■ About this exercise:
Beginning at the top of the data below, write out every line exactly until you reach the line with "pub const DEFAULT_PORT: u16 = 9090;", and include that line.
Input records Block Start
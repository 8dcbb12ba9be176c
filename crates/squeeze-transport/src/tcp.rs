//! TCP transport implementation using tokio.

use tokio::io::{AsyncReadExt, AsyncWriteExt};
use tokio::net::TcpStream;

use crate::{Connection, TransportError, RECV_CHUNK_SIZE};

/// Port the hub's command-line interface listens on by default.
pub const DEFAULT_PORT: u16 = 9090;

/// A [`Connection`] over one TCP stream to the hub.
///
/// The stream is held in an `Option` so [`close`](Connection::close) can
/// release it early; dropping the connection releases it as well.
#[derive(Debug)]
pub struct TcpConnection {
    addr: String,
    stream: Option<TcpStream>,
}

impl TcpConnection {
    /// Opens a TCP connection to `host:port`.
    ///
    /// # Errors
    /// Returns [`TransportError::ConnectFailed`] when the host does not
    /// resolve, refuses the connection, or is unreachable.
    pub async fn connect(host: &str, port: u16) -> Result<Self, TransportError> {
        let addr = format!("{host}:{port}");
        let stream = TcpStream::connect((host, port)).await.map_err(|source| {
            TransportError::ConnectFailed {
                addr: addr.clone(),
                source,
            }
        })?;
        tracing::info!(%addr, "connected to hub");
        Ok(Self {
            addr,
            stream: Some(stream),
        })
    }

    /// Returns `true` until [`close`](Connection::close) has been called.
    pub fn is_open(&self) -> bool {
        self.stream.is_some()
    }

    fn stream(&mut self) -> Result<&mut TcpStream, TransportError> {
        self.stream.as_mut().ok_or(TransportError::Closed)
    }
}

impl Connection for TcpConnection {
    type Error = TransportError;

    async fn send(&mut self, data: &[u8]) -> Result<(), Self::Error> {
        let stream = self.stream()?;
        stream
            .write_all(data)
            .await
            .map_err(TransportError::SendFailed)?;
        stream.flush().await.map_err(TransportError::SendFailed)
    }

    async fn recv(&mut self) -> Result<Option<Vec<u8>>, Self::Error> {
        let stream = self.stream()?;
        let mut buf = vec![0u8; RECV_CHUNK_SIZE];
        let n = stream
            .read(&mut buf)
            .await
            .map_err(TransportError::ReceiveFailed)?;
        if n == 0 {
            return Ok(None);
        }
        buf.truncate(n);
        tracing::trace!(addr = %self.addr, bytes = n, "received chunk");
        Ok(Some(buf))
    }

    async fn close(&mut self) -> Result<(), Self::Error> {
        let Some(mut stream) = self.stream.take() else {
            return Ok(());
        };
        // The socket is released when `stream` drops, even if the
        // shutdown handshake fails.
        if let Err(e) = stream.shutdown().await {
            tracing::debug!(addr = %self.addr, error = %e, "shutdown failed");
        }
        tracing::info!(addr = %self.addr, "connection closed");
        Ok(())
    }

    fn peer(&self) -> &str {
        &self.addr
    }
}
Input records Block End
■ Result:
repository 8dcbb12ba9be176c
filename crates/squeeze-transport/src/tcp.rs
//! TCP transport implementation using tokio.

use tokio::io::{AsyncReadExt, AsyncWriteExt};
use tokio::net::TcpStream;

use crate::{Connection, TransportError, RECV_CHUNK_SIZE};

/// Port the hub's command-line interface listens on by default.
pub const DEFAULT_PORT: u16 = 9090;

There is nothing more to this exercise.